The plan by Royal Bank of Scotland to spin off £2bn-£3bn of UK property loans will be one of the most highly anticipated transactions of the next 12 months.


 


It is the first instance of a UK bank getting rid of a significant chunk of assets in one go, giving investors a chance to buy into a pool of loans it has put together.


 


And while it is early days in the process, some details are beginning to emerge of how the transaction could proceed. If it is seen to be a success, other lenders are waiting in the wings to undertake similar deals.


 


It is understood that, rather than undertake a straight sale of the loans that it wants to divest, RBS is working with investment bank Lazard to create a fund or similar vehicle into which the loans would be placed, and into which third-party capital would be injected.


 


Pradeep Pattem, a managing director in the structured credit team at RBS, is leading the process.


 


Interestingly, while Lazard is understood to have sounded out potential investors on the basis that a single company would put equity into the vehicle, it is also possible that a small group of new partners could invest in the fund, essentially creating a closely held joint venture or club investment structure.


 


This would reduce the amount of equity that investors would have to put into the deal, reducing their risk profile and hence potentially reducing the discount investors might seek when buying into the loans.


 


It is also understood that RBS could retain a stake in the new vehicle. Again, this would reduce the risk for potential investors, and it would also allow RBS to carry on managing the loans, meaning that it could earn fee income.


 


It also allows RBS to share in any upside that might occur if the value of the assets secured against the loans were to rise significantly.


 


The fact that RBS might retain a stake in the vehicle would provide one of the main complication points from a structuring point of view.


 


RBS is understood to want the new vehicle to be classified as being off its balance sheet, so that it can reduce its exposure to property loans, and crucially, to reduce the capital it has to hold in reserve to mitigate against potential future loan losses.


 


Whether the new vehicle has one investor or several, it is also understood that new equity would not necessarily come into the fund all in one go, but could be phased in over several quarters.


 


This would allow RBS to spread any impairment losses that might occur from transferring loans at a discount over a longer period, rather than booking them all in one go.


 


The loans are part of the bank’s non-core division, which was set up in 2008 to sell off or run down loans and assets that RBS no longer considered central to its business.

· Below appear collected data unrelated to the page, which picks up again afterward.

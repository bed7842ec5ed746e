pub mod builder;
pub mod capture;
pub mod config;
pub mod env;
pub mod error;
pub mod executor;
pub mod files;
pub mod flow;
pub mod registry;
pub mod session;
#[cfg(feature = "cli")]
pub mod shell;
pub mod spec;
pub mod workspace;
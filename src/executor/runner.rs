use std::time::{Duration, Instant};

use anyhow::{Context, Result};
use async_trait::async_trait;
use indexmap::IndexMap;
use reqwest::{
    header::{HeaderMap, CONTENT_TYPE},
    multipart::{Form, Part},
    Client, Method,
};
use serde_json::Value;
use tracing::{debug, info};
use url::Url;

use crate::builder::{FormData, RequestDescriptor, RequestOptions};

use super::models::{decode_body, ExecutionResult};

pub const DEFAULT_TIMEOUT: Duration = Duration::from_secs(30);

/// Sends a built request. Transport failures are reported in the result,
/// never as an error.
#[async_trait]
pub trait RequestExecutor: Send + Sync {
    async fn execute(&self, request: &RequestDescriptor) -> ExecutionResult;
}

/// reqwest backed executor.
#[derive(Debug, Clone)]
pub struct HttpExecutor {
    client: Client,
}

impl HttpExecutor {
    pub fn new(timeout: Duration) -> Result<Self> {
        let client = Client::builder()
            .timeout(timeout)
            .build()
            .context("building HTTP client")?;
        Ok(Self { client })
    }

    async fn send(&self, options: &RequestOptions) -> Result<(u16, HeaderMap, Vec<u8>)> {
        let method = Method::from_bytes(options.method.as_bytes())
            .with_context(|| format!("invalid HTTP method {}", options.method))?;
        let url = request_url(options)?;
        debug!(%method, %url, "sending request");

        let mut builder = self.client.request(method, url);

        if !options.query_string.is_empty() {
            let pairs: Vec<(&str, &str)> = options
                .query_string
                .iter()
                .map(|(name, value)| (name.as_str(), value.as_str()))
                .collect();
            builder = builder.query(&pairs);
        }

        for (name, value) in &options.headers {
            builder = builder.header(name, value);
        }

        if let Some(auth) = &options.auth {
            let (user, password) = auth.split_once(':').unwrap_or((auth.as_str(), ""));
            builder = builder.basic_auth(user, Some(password));
        }

        if let Some(form) = &options.form {
            builder = builder.multipart(build_form(form).await?);
        } else if let Some(body) = &options.body {
            builder = match body {
                Value::String(text) => builder.body(text.clone()),
                other => {
                    let mut builder = builder.body(serde_json::to_vec(other)?);
                    if !has_header(&options.headers, CONTENT_TYPE.as_str()) {
                        builder = builder.header(CONTENT_TYPE, "application/json");
                    }
                    builder
                }
            };
        }

        let response = builder.send().await?;
        let status = response.status().as_u16();
        let headers = response.headers().clone();
        let bytes = response.bytes().await?;
        Ok((status, headers, bytes.to_vec()))
    }
}

#[async_trait]
impl RequestExecutor for HttpExecutor {
    async fn execute(&self, request: &RequestDescriptor) -> ExecutionResult {
        let start = Instant::now();
        let outcome = self.send(&request.options).await;
        let elapsed = start.elapsed().as_millis() as u64;

        match outcome {
            Ok((status, headers, bytes)) => {
                info!(title = %request.title, status, elapsed_ms = elapsed, "request executed");
                ExecutionResult::success(status, elapsed, collect_headers(&headers), decode_body(&bytes))
            }
            Err(err) => {
                info!(title = %request.title, error = %err, "request failed");
                ExecutionResult::failure(format!("{:#}", err), elapsed)
            }
        }
    }
}

/// An empty protocol means http on port 80 and https anywhere else.
pub fn request_url(options: &RequestOptions) -> Result<Url> {
    let scheme = match options.protocol.trim_end_matches(':') {
        "" if options.port == "80" => "http",
        "" => "https",
        scheme => scheme,
    };
    let path = if options.path.starts_with('/') || options.path.is_empty() {
        options.path.clone()
    } else {
        format!("/{}", options.path)
    };
    let raw = format!("{}://{}:{}{}", scheme, options.host, options.port, path);
    Url::parse(&raw).with_context(|| format!("invalid request url {}", raw))
}

async fn build_form(data: &FormData) -> Result<Form> {
    let mut form = Form::new();
    for (name, value) in &data.fields {
        form = form.text(name.clone(), value.clone());
    }
    for (name, path) in &data.files {
        let bytes = tokio::fs::read(path)
            .await
            .with_context(|| format!("reading form file {}", path))?;
        let file_name = std::path::Path::new(path)
            .file_name()
            .map(|name| name.to_string_lossy().to_string())
            .unwrap_or_else(|| name.clone());
        form = form.part(name.clone(), Part::bytes(bytes).file_name(file_name));
    }
    Ok(form)
}

fn has_header(headers: &IndexMap<String, String>, name: &str) -> bool {
    headers.keys().any(|key| key.eq_ignore_ascii_case(name))
}

fn collect_headers(headers: &HeaderMap) -> IndexMap<String, String> {
    headers
        .iter()
        .map(|(name, value)| {
            (
                name.as_str().to_string(),
                value.to_str().unwrap_or_default().to_string(),
            )
        })
        .collect()
}
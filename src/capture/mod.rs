use serde_json::{json, Map, Value};
use serde_json_path::JsonPath;
use tracing::{debug, warn};

use crate::{error::CaptureError, executor::ExecutionResult, spec::LoadedSpec};

/// Values extracted from a response, keyed by the variable they populate.
pub type Captured = Map<String, Value>;

/// Evaluates the `x-capture` expressions declared for the response status of
/// `name`. Expressions that fail or match nothing are left out.
pub fn capture(spec: &LoadedSpec, name: &str, result: &ExecutionResult) -> Captured {
    let mut captured = Captured::new();

    let Some(status) = result.status_code else {
        return captured;
    };
    let Some(responses) = spec.document.responses_for(name) else {
        return captured;
    };
    let Some(response) = responses.get(&status.to_string()) else {
        return captured;
    };

    for (variable, expression) in &response.capture {
        let Some(expression) = expression.as_str() else {
            warn!(variable = %variable, "capture expression is not a string");
            continue;
        };
        match evaluate(expression, result) {
            Ok(Some(value)) => {
                debug!(variable = %variable, "captured value");
                captured.insert(variable.clone(), value);
            }
            Ok(None) => debug!(variable = %variable, expression = %expression, "nothing to capture"),
            Err(err) => warn!(variable = %variable, error = %err, "capture failed"),
        }
    }

    captured
}

/// `$...` is a JSON pointer into `{"response": result}`, `?...` a JSONPath
/// query over the body (always an array of matches), anything else a JSON
/// pointer into the body.
pub fn evaluate(expression: &str, result: &ExecutionResult) -> Result<Option<Value>, CaptureError> {
    if let Some(pointer) = expression.strip_prefix('$') {
        let root = json!({ "response": serde_json::to_value(result)? });
        return Ok(lookup(&root, pointer));
    }

    if let Some(query) = expression.strip_prefix('?') {
        let query = if query.starts_with('$') {
            query.to_string()
        } else {
            format!("${}", query)
        };
        let path = JsonPath::parse(&query).map_err(|err| CaptureError::InvalidQuery {
            expression: expression.to_string(),
            message: err.to_string(),
        })?;
        let matches: Vec<Value> = path.query(&result.body).all().into_iter().cloned().collect();
        return Ok(Some(Value::Array(matches)));
    }

    Ok(lookup(&result.body, expression))
}

// An empty pointer addresses the whole document.
fn lookup(root: &Value, pointer: &str) -> Option<Value> {
    root.pointer(pointer).cloned()
}

/// Every JSON pointer present in `value`, sorted. The root itself is left out.
pub fn pointer_paths(value: &Value) -> Vec<String> {
    let mut paths = Vec::new();
    collect_paths(value, String::new(), &mut paths);
    paths.sort();
    paths
}

fn collect_paths(value: &Value, prefix: String, paths: &mut Vec<String>) {
    match value {
        Value::Object(map) => {
            for (key, child) in map {
                let path = format!("{}/{}", prefix, escape_token(key));
                collect_paths(child, path.clone(), paths);
                paths.push(path);
            }
        }
        Value::Array(items) => {
            for (index, child) in items.iter().enumerate() {
                let path = format!("{}/{}", prefix, index);
                collect_paths(child, path.clone(), paths);
                paths.push(path);
            }
        }
        _ => {}
    }
}

fn escape_token(key: &str) -> String {
    key.replace('~', "~0").replace('/', "~1")
}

On the property side, assets owned by the bank, such as the Grosvenor House and Cumberland hotels, are in the process of being sold


 


But the bank’s results for the six months to 30 June last week showed it also has a £36.9bn portfolio of property loans that it needs to get rid of by 2013.


 


This is £3.6bn lower than at the end of 2009, primarily because RBS had chosen not to participate in refinancings when loans reached maturity. Its overall property loan book stands at £83.8bn, around 5% lower than at the end of 2009.


 


Of these non-core loans, £12.9bn are in the UK, and the bank has said that, while it sees UK property lending as a core part of its business, there are some clients or loans that it does not see as core and does not wish to continue with.


 


If the process is successful, it will be from this non-core division that further disposals come, and rumours are already swirling that the bank will test the water with a disposal process for its Spanish loan book, much of which is unsecured corporate debt.


 


A stock-starved market may be happy to jump on the loans RBS considers non-core, whatever the buy-in structure.